Mr Horan, was presented with an award from Lord Goldsmith, the Attorney General, last Saturday for his “outstanding contribution to pro bono work in the community.”
Mr Horan, who works in the leading London human rights chambers Cloisters, has considered bringing discrimination action against the firms but believes such a high-profile case would damage his career.
He suffered a stroke on Millennium Eve which left him partially paralysed on his left side. “In the afternoon, I went to bed because I was feeling strange. Later in the evening I was having a drink with my cousin when I realised my left arm wasn’t working. When I tried to speak my voice wasn’t working either.”

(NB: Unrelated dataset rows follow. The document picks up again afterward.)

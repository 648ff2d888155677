use scriptorium::anchor::chunker::{self, ChunkerConfig};
use scriptorium::anchor::Anchor;
use scriptorium::model::Metadata;
use scriptorium::publish::{publish, PublishRequest};
use scriptorium::store::{InMemoryStore, StoragePort};
use std::sync::Arc;

fn store() -> Arc<dyn StoragePort> {
    Arc::new(InMemoryStore::new())
}

#[tokio::test]
async fn anchor_resolves_against_the_version_it_was_minted_from() {
    let store = store();
    let content = "# Heading\n\nA stable passage that will not move around.";
    let note = store.create_note("T".into(), content.into(), Metadata::default()).await.unwrap();
    let collection = store.create_collection("c1".into(), None).await.unwrap();
    let publication = publish(
        &store,
        PublishRequest {
            note_id: note.id.clone(),
            collections: vec![collection.id],
            label: None,
            client_token: "t1".into(),
        },
    )
    .await
    .unwrap();

    let chunks = chunker::chunk(content, ChunkerConfig::default()).unwrap();
    let anchor = Anchor::mint(&chunks[0]);

    let text = store
        .resolve_anchor_text(&publication.version_id, &anchor)
        .await
        .unwrap();
    assert!(text.is_some());
    assert!(text.unwrap().contains("stable passage"));
}

#[tokio::test]
async fn anchor_drifts_when_a_later_version_edits_the_section() {
    let store = store();
    let original = "# Heading\n\nOriginal sentence right here for anchoring.";
    let note = store.create_note("T".into(), original.into(), Metadata::default()).await.unwrap();
    let collection = store.create_collection("c1".into(), None).await.unwrap();
    let first = publish(
        &store,
        PublishRequest {
            note_id: note.id.clone(),
            collections: vec![collection.id.clone()],
            label: None,
            client_token: "t1".into(),
        },
    )
    .await
    .unwrap();

    let chunks = chunker::chunk(original, ChunkerConfig::default()).unwrap();
    let anchor = Anchor::mint(&chunks[0]);

    let edited = "# Heading\n\nCompletely rewritten sentence sits here instead.";
    store.save_draft(&note.id, edited.into(), Metadata::default()).await.unwrap();
    let second = publish(
        &store,
        PublishRequest {
            note_id: note.id.clone(),
            collections: vec![collection.id],
            label: None,
            client_token: "t2".into(),
        },
    )
    .await
    .unwrap();

    // Anchor still resolves cleanly against the version it was minted from.
    let text_on_first = store.resolve_anchor_text(&first.version_id, &anchor).await.unwrap();
    assert!(text_on_first.is_some());

    // Against the edited version the exact fingerprint no longer matches;
    // resolve_anchor_text degrades gracefully rather than erroring.
    let text_on_second = store.resolve_anchor_text(&second.version_id, &anchor).await.unwrap();
    assert_ne!(text_on_second, text_on_first);
}

#[tokio::test]
async fn anchor_is_unresolved_against_emptied_content() {
    let store = store();
    let original = "# Heading\n\nSome passage text goes here for anchoring purposes.";
    let note = store.create_note("T".into(), original.into(), Metadata::default()).await.unwrap();
    let collection = store.create_collection("c1".into(), None).await.unwrap();
    publish(
        &store,
        PublishRequest {
            note_id: note.id.clone(),
            collections: vec![collection.id.clone()],
            label: None,
            client_token: "t1".into(),
        },
    )
    .await
    .unwrap();

    let chunks = chunker::chunk(original, ChunkerConfig::default()).unwrap();
    let anchor = Anchor::mint(&chunks[0]);

    store.save_draft(&note.id, "   ".into(), Metadata::default()).await.unwrap();
    let second = publish(
        &store,
        PublishRequest {
            note_id: note.id.clone(),
            collections: vec![collection.id],
            label: None,
            client_token: "t2".into(),
        },
    )
    .await
    .unwrap();

    let text = store.resolve_anchor_text(&second.version_id, &anchor).await.unwrap();
    assert!(text.is_none());
}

He spent six weeks in hospital in London. “At first, the doctors didn’t know if I would live and I was convinced I was going to die,” he said. Mr Horan soon resumed his career. But this time he wanted to use his legal knowledge to work free in the community. “The money just wasn’t important any more. I now had different ambitions.”
When the law firms contacted his chambers asking for a reduction in his fees because of his disability he said it made him even more determined to do more free work, acting for applicants and employees, rather than the respondent companies. “I felt I could not trust respondent solicitors.”
Before his stroke, Mr Horan was earning £100,000 a year. Last year, he earned £15,000 but expects this to rise to £40,000 in the next year.
When he won the Bar’s most prestigious honour for lawyers who act pro bono publico, free and for the public good, the Attorney General said Mr Horan was “chosen for his exceptional and inspirational commitment”. He added: “We hope John’s example will encourage more barristers to get involved”.
Mr Horan, who was nominated for the award by the Islington Law Centre, said he felt it was important he used his advocacy skills to raise disability issues in the court.